Lier Pires Ferreira. Professor do Ibmec, Fiurj e Cp2. Pesquisador do Lepdesp.

Na madrugada do dia 01 de julho, as polícias de fronteira do Marrocos e da Espanha mataram 40 imigrantes africanos para proteger o modo de vida europeu. Para o premier espanhol, Pedro Sánchez, a responsabilidade pela chacina foi dos criminosos que traficam homens e mulheres da África para a Europa. As polícias foram elogiadas pelos cadáveres.

Julho também foi um mês sangrento no Brasil. No Rio de Janeiro, pelo menos 19 pessoas foram mortas em uma operação policial no Complexo do Alemão entre os dias 21 e 22. Dentre os mortos estão 02 moradores e 01 policial. Pobre custa pouco. Desde que foi efetivado no governo, Cláudio Castro, católico, protagonizou 03 das 05 maiores chacinas policiais da história fluminense: 28 pessoas foram mortas no Jacarezinho, dentre as quais 01 policial. Outras 25 pereceram na Vila Cruzeiro. Agora, são 19 no Alemão. Todas essas chacinas ocorreram em áreas controladas pelo Comando Vermelho (CV). Pura coincidência.
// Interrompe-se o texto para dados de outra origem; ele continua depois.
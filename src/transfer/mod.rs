//! Transfer backends
//!
//! A [`TransferBackend`] moves bytes for one source onto disk, naming every
//! file it writes with the request's id as prefix and reporting progress
//! through a [`ProgressSink`]. The pipeline decides what happens afterwards.

mod images;
mod traits;
mod ytdlp;

pub use images::ImageFetcher;
pub use traits::{
    ProgressSink, TransferBackend, TransferCapabilities, TransferOutcome, TransferRequest,
};
pub use ytdlp::{YtDlpBackend, format_selector, locate_ytdlp};
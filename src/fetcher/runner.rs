//! Execution of one source from resolution to history record

use crate::cleanup::CleanupService;
use crate::db::Database;
use crate::error::{CANCELLED_MESSAGE, Result};
use crate::extraction::{ExtractionResolver, normalize_url};
use crate::pipeline::{JobReporter, Pipeline, ProgressReporter};
use crate::progress_store::{JobUpdate, ProgressStore};
use crate::types::{FetchRequest, FetchResult, HistoryRecord, JobId, JobKind};
use std::sync::Arc;
use tokio_util::sync::CancellationToken;
use tracing::{debug, error, info, warn};

/// Shared state every job task runs against
#[derive(Debug)]
pub(crate) struct JobRunner {
    pub(crate) store: Arc<ProgressStore>,
    pub(crate) resolver: Arc<ExtractionResolver>,
    pub(crate) pipeline: Arc<Pipeline>,
    pub(crate) db: Arc<Database>,
    pub(crate) cleanup: CleanupService,
    pub(crate) history_keep: u32,
}

impl JobRunner {
    /// Resolve, fetch and record one source as artifact `artifact_id`
    ///
    /// Nothing is cleaned up on failure; the caller decides what to delete.
    pub(crate) async fn fetch_item(
        &self,
        request: &FetchRequest,
        artifact_id: JobId,
        reporter: &mut dyn ProgressReporter,
        cancel: &CancellationToken,
    ) -> Result<FetchResult> {
        let _claim = self.cleanup.claim(artifact_id);

        let metadata = self.resolver.resolve(&request.url).await?;
        let result = self
            .pipeline
            .run(request, &metadata, artifact_id, reporter, cancel)
            .await?;

        let record = HistoryRecord::from_result(
            &result,
            normalize_url(&request.url),
            request.user_id.clone(),
        );
        if let Err(e) = self.db.insert_history(&record).await {
            error!(job_id = %artifact_id, error = %e, "failed to record history");
            if let Err(remove) = tokio::fs::remove_file(&result.file_path).await {
                warn!(path = ?result.file_path, error = %remove, "failed to remove unrecorded artifact");
            }
            return Err(e);
        }

        self.trim_history(request.user_id.as_deref()).await;
        Ok(result)
    }

    /// Drop the oldest records of `user_id` beyond the keep limit, with their files
    async fn trim_history(&self, user_id: Option<&str>) {
        let removed = match self.db.trim_history(user_id, self.history_keep).await {
            Ok(removed) => removed,
            Err(e) => {
                warn!(user_id = ?user_id, error = %e, "failed to trim history");
                return;
            }
        };
        for record in removed {
            match tokio::fs::remove_file(&record.file_path).await {
                Ok(()) => debug!(job_id = %record.id, path = ?record.file_path, "removed trimmed artifact"),
                Err(e) if e.kind() == std::io::ErrorKind::NotFound => {}
                Err(e) => warn!(path = ?record.file_path, error = %e, "failed to remove trimmed artifact"),
            }
        }
    }

    /// Body of a single-source job; the job id doubles as the artifact id
    ///
    /// Always leaves the job in a terminal state. Returns the error the job
    /// ended with so the supervisor can run its orphan scan.
    pub(crate) async fn run_single(
        &self,
        id: JobId,
        request: FetchRequest,
        cancel: CancellationToken,
    ) -> Result<()> {
        self.store.update(id, JobUpdate::new().kind(JobKind::Single));
        let mut reporter = JobReporter::new(self.store.clone(), id);

        match self.fetch_item(&request, id, &mut reporter, &cancel).await {
            Ok(_) if self.store.is_cancelled(id) => {
                info!(job_id = %id, "job cancelled after transfer, discarding artifact");
                self.cleanup.delete_artifacts(&[id]).await;
                self.store.update(id, JobUpdate::failed(CANCELLED_MESSAGE));
                Err(crate::Error::Cancelled)
            }
            Ok(result) => {
                info!(job_id = %id, title = %result.title, "job finished");
                self.store.update(
                    id,
                    JobUpdate::done(result.title, id).media_id(result.media_id),
                );
                Ok(())
            }
            Err(e) if e.is_cancellation() || self.store.is_cancelled(id) => {
                info!(job_id = %id, error = %e, "job cancelled");
                self.cleanup.delete_artifacts(&[id]).await;
                self.store.update(id, JobUpdate::failed(CANCELLED_MESSAGE));
                Err(crate::Error::Cancelled)
            }
            Err(e) => {
                error!(job_id = %id, url = %request.url, error = %e, "job failed");
                self.cleanup.delete_artifacts(&[id]).await;
                self.store.update(id, JobUpdate::failed(e.to_string()));
                Err(e)
            }
        }
    }
}
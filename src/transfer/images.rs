//! Sequential image fetching for slideshow posts

use super::traits::ProgressSink;
use crate::error::{Error, TransferError};
use crate::types::ProgressEvent;
use std::path::{Path, PathBuf};
use std::time::Duration;
use tokio_util::sync::CancellationToken;

const DEFAULT_EXTENSION: &str = "webp";
const KNOWN_EXTENSIONS: &[&str] = &["jpg", "jpeg", "png", "webp", "gif", "heic"];

/// Downloads image URLs one after another into a directory
#[derive(Clone)]
pub struct ImageFetcher {
    client: reqwest::Client,
}

impl ImageFetcher {
    /// Create a fetcher with a per-request timeout
    pub fn new(timeout: Duration) -> crate::Result<Self> {
        Ok(Self {
            client: reqwest::Client::builder().timeout(timeout).build()?,
        })
    }

    /// Fetch every URL into `dir` as `slide_NN.ext`
    ///
    /// Emits `ItemProgress { index, total }` after each attempt. Images that
    /// fail are logged and skipped; an empty result is
    /// [`TransferError::NoItems`].
    pub async fn fetch_all(
        &self,
        urls: &[String],
        dir: &Path,
        sink: &mut ProgressSink<'_>,
        cancel: &CancellationToken,
    ) -> crate::Result<Vec<PathBuf>> {
        tokio::fs::create_dir_all(dir).await?;
        let total = urls.len();
        let mut saved = Vec::with_capacity(total);

        for (index, url) in urls.iter().enumerate() {
            if cancel.is_cancelled() {
                return Err(Error::Cancelled);
            }

            match self.fetch_one(url, dir, index + 1).await {
                Ok(path) => saved.push(path),
                Err(e) => {
                    tracing::warn!(url = %url, index, error = %e, "skipping image");
                }
            }

            if sink(ProgressEvent::ItemProgress { index, total }).is_break() {
                return Err(Error::Cancelled);
            }
        }

        if saved.is_empty() {
            return Err(TransferError::NoItems {
                reason: format!("none of the {} images could be downloaded", total),
            }
            .into());
        }
        Ok(saved)
    }

    async fn fetch_one(&self, url: &str, dir: &Path, number: usize) -> crate::Result<PathBuf> {
        let response = self.client.get(url).send().await?.error_for_status()?;
        let content_type = response
            .headers()
            .get(reqwest::header::CONTENT_TYPE)
            .and_then(|v| v.to_str().ok())
            .map(str::to_string);
        let bytes = response.bytes().await?;

        let ext = image_extension(content_type.as_deref(), url);
        let path = dir.join(format!("slide_{:02}.{}", number, ext));
        tokio::fs::write(&path, &bytes).await?;
        Ok(path)
    }
}

/// Pick a file extension from the Content-Type, then the URL, then `webp`
pub(crate) fn image_extension(content_type: Option<&str>, url: &str) -> &'static str {
    let from_type = content_type
        .and_then(|ct| ct.split(';').next())
        .map(|ct| ct.trim().to_ascii_lowercase())
        .and_then(|ct| match ct.as_str() {
            "image/jpeg" | "image/jpg" => Some("jpg"),
            "image/png" => Some("png"),
            "image/webp" => Some("webp"),
            "image/gif" => Some("gif"),
            "image/heic" => Some("heic"),
            _ => None,
        });
    if let Some(ext) = from_type {
        return ext;
    }

    let path = url::Url::parse(url)
        .map(|u| u.path().to_string())
        .unwrap_or_else(|_| url.to_string());
    let url_ext = Path::new(&path)
        .extension()
        .and_then(|e| e.to_str())
        .map(str::to_ascii_lowercase);
    url_ext
        .and_then(|ext| KNOWN_EXTENSIONS.iter().find(|k| **k == ext).copied())
        .map(|ext| if ext == "jpeg" { "jpg" } else { ext })
        .unwrap_or(DEFAULT_EXTENSION)
}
Herdeiro da política do “tiro na cabecinha” de Wilson Witzel, Castro, o insosso, é politicamente vinculado ao clã Bolsonaro, e, como o capitão-presidente, parece inapto a governar. Por isso, smj, delegou a política de segurança pública do estado às polícias civil e militar, sem mediações, sem controle político e social. Não há MP, nem Judiciário... A chacina no Alemão revela um político despreparado, que concede a esmo “licença para matar”.

Diante da alegada “guerra” contra o crime, é compreensível que um cidadão comum acredite que Castro é um governador enérgico, que não faz concessões ao crime. Também é compreensível que acredite que operações policiais devem ser recorrentes. Afinal, o crime não pode controlar territórios, não pode prevalecer sobre a lei. Contudo, as coisas não são tão simples: segurança pública não é para amadores.
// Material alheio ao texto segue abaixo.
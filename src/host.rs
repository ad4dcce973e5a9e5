use std::cell::Cell;
use std::ffi::{CString, OsStr};
use std::os::raw::{c_char, c_int, c_uint, c_void};
use std::path::{Path, PathBuf};
use std::ptr;
use std::sync::Arc;
use std::thread;
use std::time::Duration;

use tracing::{debug, error, info, warn};

use crate::bridge::{self, BridgeContext, InitializeEntryPoint, MessageEntryPoint};
use crate::coreclr::{CoreClrLoader, HostingFunctions, ManagedDelegate};
use crate::error::{HostError, Result};
use crate::platform::{Platform, PlatformLibraryLoader};

/// `E_POINTER`, reported when the runtime claims success but hands back no delegate.
const E_POINTER: i32 = 0x8000_4003_u32 as i32;

/// Lifecycle of a [`RuntimeHost`]. Transitions only ever move forward.
///
/// `Failed` is terminal: any fatal error during bootstrap lands there, and the only
/// call still accepted afterwards is `shutdown` of a runtime that did start.
#[derive(Clone, Copy, Debug, PartialEq, Eq, PartialOrd, Ord)]
pub enum HostState {
    Unloaded,
    Loaded,
    Initialized,
    DelegatesResolved,
    Running,
    ShutDown,
    Failed,
}

/// Opaque runtime instance handle returned by `coreclr_initialize`.
#[derive(Clone, Copy, Debug, PartialEq, Eq)]
pub struct HostHandle(*mut c_void);

impl HostHandle {
    pub fn as_ptr(self) -> *mut c_void {
        self.0
    }
}

/// Identifier of the single app domain created by `coreclr_initialize`.
pub type DomainId = u32;

/// Owns one hosted runtime from library load to shutdown.
///
/// Delegates resolved through the host borrow it, and [`RuntimeHost::shutdown`] needs
/// `&mut self`, so no delegate can be called after the runtime is gone.
pub struct RuntimeHost {
    base_dir: PathBuf,
    loader: Box<dyn PlatformLibraryLoader>,
    functions: Option<HostingFunctions>,
    instance: Option<(HostHandle, DomainId)>,
    state: Cell<HostState>,
    // Runtime call that timed out and may still be executing on its worker.
    abandoned: Cell<Option<&'static str>>,
    bridge: Arc<BridgeContext>,
    call_timeout: Option<Duration>,
}

impl RuntimeHost {
    pub fn new<L>(
        base_dir: impl Into<PathBuf>,
        loader: L,
        bridge: Arc<BridgeContext>,
    ) -> RuntimeHost
    where
        L: PlatformLibraryLoader + 'static,
    {
        RuntimeHost {
            base_dir: base_dir.into(),
            loader: Box::new(loader),
            functions: None,
            instance: None,
            state: Cell::new(HostState::Unloaded),
            abandoned: Cell::new(None),
            bridge,
            call_timeout: None,
        }
    }

    /// Host that loads the platform's `coreclr` library from `base_dir`.
    pub fn coreclr(
        base_dir: impl Into<PathBuf>,
        platform: Platform,
        bridge: Arc<BridgeContext>,
    ) -> RuntimeHost {
        RuntimeHost::new(base_dir, CoreClrLoader::new(platform), bridge)
    }

    /// Bounds how long `initialize` and `resolve_delegate` may block.
    ///
    /// A call that overruns is abandoned on its worker thread, not cancelled. The host
    /// then fails, keeps the runtime library mapped for the worker and never calls
    /// `coreclr_shutdown` underneath it.
    pub fn with_call_timeout(mut self, timeout: Option<Duration>) -> RuntimeHost {
        self.call_timeout = timeout;
        self
    }

    pub fn state(&self) -> HostState {
        self.state.get()
    }

    pub fn handle(&self) -> Option<HostHandle> {
        self.instance.map(|(handle, _)| handle)
    }

    pub fn domain_id(&self) -> Option<DomainId> {
        self.instance.map(|(_, domain)| domain)
    }

    pub fn bridge(&self) -> &Arc<BridgeContext> {
        &self.bridge
    }

    pub fn load(&mut self) -> Result<()> {
        self.expect_state("load", &[HostState::Unloaded])?;
        let functions = self.loader.load(&self.base_dir).map_err(|e| self.fail(e))?;
        self.functions = Some(functions);
        self.state.set(HostState::Loaded);
        Ok(())
    }

    /// Starts the runtime. `properties` are passed in the given order.
    pub fn initialize<K, V>(
        &mut self,
        base_path: &Path,
        domain_name: &str,
        properties: &[(K, V)],
    ) -> Result<(HostHandle, DomainId)>
    where
        K: AsRef<OsStr>,
        V: AsRef<OsStr>,
    {
        self.expect_state("initialize", &[HostState::Loaded])?;
        let (handle, domain_id) = self
            .start_runtime(base_path, domain_name, properties)
            .map_err(|e| self.fail(e))?;

        self.instance = Some((handle, domain_id));
        self.state.set(HostState::Initialized);
        info!(domain_id, "runtime initialized");
        Ok((handle, domain_id))
    }

    fn start_runtime<K, V>(
        &self,
        base_path: &Path,
        domain_name: &str,
        properties: &[(K, V)],
    ) -> Result<(HostHandle, DomainId)>
    where
        K: AsRef<OsStr>,
        V: AsRef<OsStr>,
    {
        let functions = self.functions()?;
        let initialize = functions.initialize;
        let library = functions.library().cloned();

        let exe_path = runtime_string(base_path.as_os_str())?;
        let domain = CString::new(domain_name)?;
        let mut keys = Vec::with_capacity(properties.len());
        let mut values = Vec::with_capacity(properties.len());
        for (key, value) in properties {
            keys.push(runtime_string(key.as_ref())?);
            values.push(runtime_string(value.as_ref())?);
        }
        debug!(domain = domain_name, properties = keys.len(), "calling coreclr_initialize");

        let call = move || {
            let _library = library;
            let key_ptrs: Vec<*const c_char> = keys.iter().map(|k| k.as_ptr()).collect();
            let value_ptrs: Vec<*const c_char> = values.iter().map(|v| v.as_ptr()).collect();
            let mut host_handle = ptr::null_mut();
            let mut domain_id: c_uint = 0;
            let status = unsafe {
                initialize(
                    exe_path.as_ptr(),
                    domain.as_ptr(),
                    key_ptrs.len() as c_int,
                    key_ptrs.as_ptr(),
                    value_ptrs.as_ptr(),
                    &mut host_handle,
                    &mut domain_id,
                )
            };
            (status, host_handle as usize, domain_id)
        };
        let (status, host_handle, domain_id) =
            bounded(self.call_timeout, "coreclr_initialize", call)?;

        if status < 0 {
            error!(status, "coreclr_initialize failed");
            return Err(HostError::Initialization { status });
        }
        Ok((HostHandle(host_handle as *mut c_void), domain_id))
    }

    /// Binds a managed static method to a native function pointer of type `T`.
    ///
    /// `T` has to be pointer sized, otherwise [`HostError::DelegateType`] is returned
    /// before the runtime is asked for anything.
    pub fn resolve_delegate<T>(
        &self,
        assembly_name: &str,
        type_name: &str,
        method_name: &str,
    ) -> Result<ManagedDelegate<'_, T>> {
        self.expect_state(
            "resolve_delegate",
            &[HostState::Initialized, HostState::DelegatesResolved, HostState::Running],
        )?;
        let delegate = self
            .create_delegate::<T>(assembly_name, type_name, method_name)
            .map_err(|e| self.fail(e))?;

        if self.state() == HostState::Initialized {
            self.state.set(HostState::DelegatesResolved);
        }
        debug!(type_name, method_name, "delegate resolved");
        Ok(ManagedDelegate::new(delegate))
    }

    fn create_delegate<T>(
        &self,
        assembly_name: &str,
        type_name: &str,
        method_name: &str,
    ) -> Result<*mut c_void> {
        ManagedDelegate::<T>::check_layout()?;
        let functions = self.functions()?;
        let create_delegate = functions.create_delegate;
        let library = functions.library().cloned();
        let (handle, domain_id) = self.instance()?;

        let assembly = CString::new(assembly_name)?;
        let type_ = CString::new(type_name)?;
        let method = CString::new(method_name)?;
        let host_handle = handle.as_ptr() as usize;

        let call = move || {
            let _library = library;
            let mut delegate = ptr::null_mut();
            let status = unsafe {
                create_delegate(
                    host_handle as *mut c_void,
                    domain_id,
                    assembly.as_ptr(),
                    type_.as_ptr(),
                    method.as_ptr(),
                    &mut delegate,
                )
            };
            (status, delegate as usize)
        };
        let (status, delegate) = bounded(self.call_timeout, "coreclr_create_delegate", call)?;

        let status = if status >= 0 && delegate == 0 { E_POINTER } else { status };
        if status < 0 {
            warn!(assembly_name, type_name, method_name, status, "coreclr_create_delegate failed");
            return Err(HostError::DelegateResolution {
                assembly: assembly_name.to_string(),
                type_name: type_name.to_string(),
                method: method_name.to_string(),
                status,
            });
        }
        Ok(delegate as *mut c_void)
    }

    /// Publishes the delegate the bridge calls once managed initialization succeeds.
    /// Has to happen before [`RuntimeHost::invoke`], which is what can trigger it.
    pub fn arm_message_stage(
        &self,
        delegate: &ManagedDelegate<'_, MessageEntryPoint>,
    ) -> Result<()> {
        self.expect_state("arm_message_stage", &[HostState::DelegatesResolved])?;
        if !self.bridge.arm_message_stage(**delegate) {
            warn!("message stage already armed, keeping the first delegate");
        }
        Ok(())
    }

    /// Calls the first-stage delegate with the bridge's initialization callback.
    ///
    /// The managed side may call back before or after this returns, and on any thread.
    pub fn invoke(&self, delegate: &ManagedDelegate<'_, InitializeEntryPoint>) -> Result<()> {
        self.expect_state("invoke", &[HostState::DelegatesResolved])?;
        bridge::install(&self.bridge).map_err(|e| self.fail(e))?;
        self.state.set(HostState::Running);
        info!("invoking managed entry point");
        unsafe { (**delegate)(bridge::on_initialize_complete) };
        Ok(())
    }

    /// Stops the runtime. The handle is discarded even when the runtime reports a
    /// failure; that failure comes back as [`HostError::Shutdown`].
    ///
    /// A host that failed after initialization can still be shut down, unless a runtime
    /// call was abandoned on timeout and may still be running.
    pub fn shutdown(&mut self) -> Result<()> {
        let failed_after_start = self.state() == HostState::Failed
            && self.instance.is_some()
            && self.abandoned.get().is_none();
        if !failed_after_start {
            self.expect_state(
                "shutdown",
                &[HostState::Initialized, HostState::DelegatesResolved, HostState::Running],
            )?;
        }
        bridge::uninstall(&self.bridge);
        let shutdown = self.functions()?.shutdown;
        let (handle, domain_id) = self.instance()?;

        self.instance = None;
        if self.state() != HostState::Failed {
            self.state.set(HostState::ShutDown);
        }
        let status = unsafe { shutdown(handle.as_ptr(), domain_id) };
        if status < 0 {
            warn!(status, "coreclr_shutdown failed");
            return Err(HostError::Shutdown { status });
        }
        info!(domain_id, "runtime shut down");
        Ok(())
    }

    /// Moves the host to `Failed`. Wrong-state calls do not count as failures.
    fn fail(&self, err: HostError) -> HostError {
        if matches!(err, HostError::InvalidState { .. }) {
            return err;
        }
        if let HostError::Timeout { operation, .. } = err {
            self.abandoned.set(Some(operation));
        }
        self.state.set(HostState::Failed);
        err
    }

    fn expect_state(&self, operation: &'static str, allowed: &[HostState]) -> Result<()> {
        let state = self.state();
        if allowed.contains(&state) {
            Ok(())
        } else {
            Err(HostError::InvalidState { operation, state })
        }
    }

    fn functions(&self) -> Result<&HostingFunctions> {
        self.functions.as_ref().ok_or(HostError::InvalidState {
            operation: "use hosting functions",
            state: self.state(),
        })
    }

    fn instance(&self) -> Result<(HostHandle, DomainId)> {
        self.instance.ok_or(HostError::InvalidState {
            operation: "use runtime handle",
            state: self.state(),
        })
    }
}

impl Drop for RuntimeHost {
    fn drop(&mut self) {
        // A runtime that was started is always stopped, even when bootstrap bailed out
        // half way. Nothing can be propagated from here, so failures are only logged.
        if self.instance.is_none() {
            return;
        }
        if let Some(operation) = self.abandoned.get() {
            warn!(operation, "runtime call still in flight, leaving the runtime running");
            return;
        }
        if let Err(err) = self.shutdown() {
            error!(error = %err, "shutdown during drop failed");
        }
    }
}

/// Converts an OS string to what the runtime reads: raw bytes on Unix, UTF-8 elsewhere.
fn runtime_string(value: &OsStr) -> Result<CString> {
    if cfg!(unix) || value.to_str().is_some() {
        Ok(CString::new(value.as_encoded_bytes())?)
    } else {
        Err(HostError::NonUnicode {
            value: value.to_owned(),
        })
    }
}

/// Runs `call` inline, or on a worker thread when a timeout is configured.
fn bounded<R, F>(timeout: Option<Duration>, operation: &'static str, call: F) -> Result<R>
where
    R: Send + 'static,
    F: FnOnce() -> R + Send + 'static,
{
    let Some(after) = timeout else {
        return Ok(call());
    };
    let (tx, rx) = crossbeam_channel::bounded(1);
    thread::Builder::new()
        .name(format!("clrhost-{}", operation))
        .spawn(move || {
            let _ = tx.send(call());
        })
        .map_err(|source| HostError::Spawn { operation, source })?;
    rx.recv_timeout(after).map_err(|_| {
        error!(operation, ?after, "runtime call timed out");
        HostError::Timeout { operation, after }
    })
}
Primeiro, é importante repisar que o Rio de Janeiro não está em guerra: traficantes, milicianos e outros não são soldados; são criminosos. Segundo, há indícios que o governo Castro negocia, sim, com o crime organizado. Para sustentar essa hipótese, vale recordar o caso do então secretário de administração penitenciária do estado, Dr. Rafael, preso (e já solto) quando negociava acordos de pacificação com traficantes do CV no Presídio Federal de Catanduvas/PR. Por fim, em segurança pública, operações policiais são ações tópicas, frutos de inteligência, que visam a cumprir objetivos pré-definidos em locais específicos. Logo, não podem ser banalizadas, devendo ser julgadas por seus resultados.

A operação no Alemão mobilizou mais de 400 agentes, 10 blindados e 04 aeronaves, para apreender 04 fuzis, 02 pistolas e 01 metralhadora. Além disso, dos 05 criminosos presos, nenhum estava entre os alvos da operação. Com resultados pífios, custando milhões de reais, sem contribuir para a elucidação dos crimes e sem mudar a vida nas comunidades, posto que o crime ainda as domina, por que a chacina persiste como política de (in)segurança pública?
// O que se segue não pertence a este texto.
//! Trusted platform assembly (TPA) list construction.

use std::collections::HashSet;
use std::ffi::{OsStr, OsString};
use std::path::{self, Path};

use serde::Deserialize;
use tracing::{debug, warn};

use crate::error::{HostError, Result};
use crate::platform::{FsDirectoryScanner, Platform, PlatformDirectoryScanner};

/// Runtime property holding the TPA list.
pub const TRUSTED_PLATFORM_ASSEMBLIES: &str = "TRUSTED_PLATFORM_ASSEMBLIES";
/// Runtime property naming the directories searched for application assemblies.
pub const APP_PATHS: &str = "APP_PATHS";

/// What to do when the assembly directory cannot be listed.
#[derive(Clone, Copy, Debug, Default, PartialEq, Eq, Deserialize)]
#[serde(rename_all = "kebab-case")]
pub enum ScanFailurePolicy {
    /// Log and return an empty list.
    #[default]
    Silent,
    /// Fail with [`HostError::DirectoryAccess`].
    FailFast,
}

/// Paths the runtime may load as trusted, in scan order.
///
/// Entries are OS strings: a file name that is not valid Unicode is still a loadable
/// assembly and is passed to the runtime byte for byte.
#[derive(Clone, Debug, PartialEq, Eq)]
pub struct AssemblyList {
    entries: Vec<OsString>,
    delimiter: char,
}

impl AssemblyList {
    pub fn entries(&self) -> &[OsString] {
        &self.entries
    }

    pub fn len(&self) -> usize {
        self.entries.len()
    }

    pub fn is_empty(&self) -> bool {
        self.entries.is_empty()
    }

    /// Renders the list as the runtime expects it: every entry followed by the
    /// platform delimiter, including the last one.
    pub fn to_property_value(&self) -> OsString {
        let mut delimiter = [0; 4];
        let delimiter: &str = self.delimiter.encode_utf8(&mut delimiter);
        let mut value = OsString::with_capacity(self.entries.iter().map(|e| e.len() + 1).sum());
        for entry in &self.entries {
            value.push(entry);
            value.push(delimiter);
        }
        value
    }
}

/// Builds an [`AssemblyList`] from the files of a single directory.
///
/// Entries come out in whatever order the scanner yields them. Duplicate file names are
/// kept unless [`AssemblyListBuilder::deduplicate`] is turned on.
#[derive(Clone, Debug)]
pub struct AssemblyListBuilder<S = FsDirectoryScanner> {
    platform: Platform,
    scanner: S,
    scan_failure: ScanFailurePolicy,
    deduplicate: bool,
}

impl AssemblyListBuilder<FsDirectoryScanner> {
    pub fn new(platform: Platform) -> Self {
        AssemblyListBuilder::with_scanner(platform, FsDirectoryScanner)
    }
}

impl<S: PlatformDirectoryScanner> AssemblyListBuilder<S> {
    pub fn with_scanner(platform: Platform, scanner: S) -> Self {
        AssemblyListBuilder {
            platform,
            scanner,
            scan_failure: ScanFailurePolicy::default(),
            deduplicate: false,
        }
    }

    pub fn scan_failure(mut self, policy: ScanFailurePolicy) -> Self {
        self.scan_failure = policy;
        self
    }

    pub fn deduplicate(mut self, deduplicate: bool) -> Self {
        self.deduplicate = deduplicate;
        self
    }

    /// Lists `dir` and keeps every file whose name ends with `extension`
    /// (exact, case-sensitive suffix, compared on the raw name).
    pub fn build(&self, dir: &Path, extension: &str) -> Result<AssemblyList> {
        let empty = AssemblyList {
            entries: Vec::new(),
            delimiter: self.platform.list_delimiter(),
        };

        let listing =
            path::absolute(dir).and_then(|abs| Ok((self.scanner.list_files(&abs)?, abs)));
        let (names, abs_dir) = match listing {
            Ok(listing) => listing,
            Err(source) => {
                return match self.scan_failure {
                    ScanFailurePolicy::FailFast => Err(HostError::DirectoryAccess {
                        path: dir.to_path_buf(),
                        source,
                    }),
                    ScanFailurePolicy::Silent => {
                        warn!(
                            dir = %dir.display(),
                            error = %source,
                            "assembly directory unreadable, using an empty TPA list"
                        );
                        Ok(empty)
                    }
                };
            }
        };

        let mut separator = [0; 4];
        let separator: &str = self.platform.path_separator().encode_utf8(&mut separator);
        let mut seen = HashSet::new();
        let mut entries = Vec::new();
        for name in names {
            if !has_suffix(&name, extension) {
                continue;
            }
            if self.deduplicate && !seen.insert(name.clone()) {
                debug!(?name, "skipping duplicate assembly");
                continue;
            }
            let mut entry = abs_dir.clone().into_os_string();
            entry.push(separator);
            entry.push(&name);
            entries.push(entry);
        }
        debug!(dir = %abs_dir.display(), count = entries.len(), "built TPA list");

        Ok(AssemblyList { entries, ..empty })
    }
}

fn has_suffix(name: &OsStr, extension: &str) -> bool {
    name.as_encoded_bytes().ends_with(extension.as_bytes())
}
//! Per-platform conventions and the two capabilities the host needs from the OS:
//! opening the runtime library and listing the assembly directory.

use std::ffi::OsString;
use std::fs;
use std::io;
use std::path::Path;

use crate::coreclr::HostingFunctions;
use crate::error::Result;

/// Platform family the host is running on.
///
/// Selected once at startup with [`Platform::current`]; everything that differs between
/// Windows and POSIX hosts hangs off this value instead of `#[cfg]` blocks.
#[derive(Clone, Copy, Debug, PartialEq, Eq)]
pub enum Platform {
    Windows,
    MacOs,
    Linux,
}

impl Platform {
    pub fn current() -> Platform {
        if cfg!(windows) {
            Platform::Windows
        } else if cfg!(target_os = "macos") {
            Platform::MacOs
        } else {
            Platform::Linux
        }
    }

    /// File name of the CoreCLR shared library for this platform.
    pub fn runtime_library_name(self) -> &'static str {
        match self {
            Platform::Windows => "coreclr.dll",
            Platform::MacOs => "libcoreclr.dylib",
            Platform::Linux => "libcoreclr.so",
        }
    }

    pub fn path_separator(self) -> char {
        match self {
            Platform::Windows => '\\',
            Platform::MacOs | Platform::Linux => '/',
        }
    }

    /// Separator between entries of path-list runtime properties.
    pub fn list_delimiter(self) -> char {
        match self {
            Platform::Windows => ';',
            Platform::MacOs | Platform::Linux => ':',
        }
    }
}

/// Opens the runtime library found in `base_dir` and resolves its hosting entry points.
pub trait PlatformLibraryLoader {
    fn load(&self, base_dir: &Path) -> Result<HostingFunctions>;
}

/// Lists the regular files directly inside a directory.
///
/// Implementations must not recurse and make no promise about ordering.
pub trait PlatformDirectoryScanner {
    fn list_files(&self, dir: &Path) -> io::Result<Vec<OsString>>;
}

/// Directory scanner backed by `std::fs::read_dir`.
#[derive(Clone, Copy, Debug, Default)]
pub struct FsDirectoryScanner;

impl PlatformDirectoryScanner for FsDirectoryScanner {
    fn list_files(&self, dir: &Path) -> io::Result<Vec<OsString>> {
        let mut names = Vec::new();
        for entry in fs::read_dir(dir)? {
            let entry = entry?;
            // Follows symlinks, so a linked assembly counts as a file.
            if fs::metadata(entry.path()).map(|m| m.is_dir()).unwrap_or(false) {
                continue;
            }
            names.push(entry.file_name());
        }
        Ok(names)
    }
}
Primeiro, elas produzem imagens, narrativas e dividendos eleitorais. E disso pouco políticos abrem mão. Igualmente, movimentam a economia do crime, tanto para firmas de segurança, câmeras de vigilância e transporte de valores, quanto para policiais corruptos, contrabandistas e narcotraficantes. Além do mais, produzem notícias e medo, muito medo.

Mas é na geopolítica do crime que as “operações-chacinas” brilham mais. Elas permitem deslocar o controle territorial de grupos recalcitrantes, como o CV, para outros, quiçá “colaborativos”, como os comandos “amigos”, as milícias e os CAC’s, o novo desafio (ainda) oculto da (in)segurança pública. Elas também valorizam o arrego, desacreditam a polícia e corrompem o sistema de Justiça. Suas necropolíticas queimam “arquivos”, inibem investigações e desestimulam a boa polícia. Elas só servem ao crime. Portanto, fica a dica: matar não é política de segurança. Chacina não gera paz social. Há 40 anos o Rio sustenta uma insana “guerra contra o crime”. Só piorou... e, até aqui, a maior vítima é o cidadão.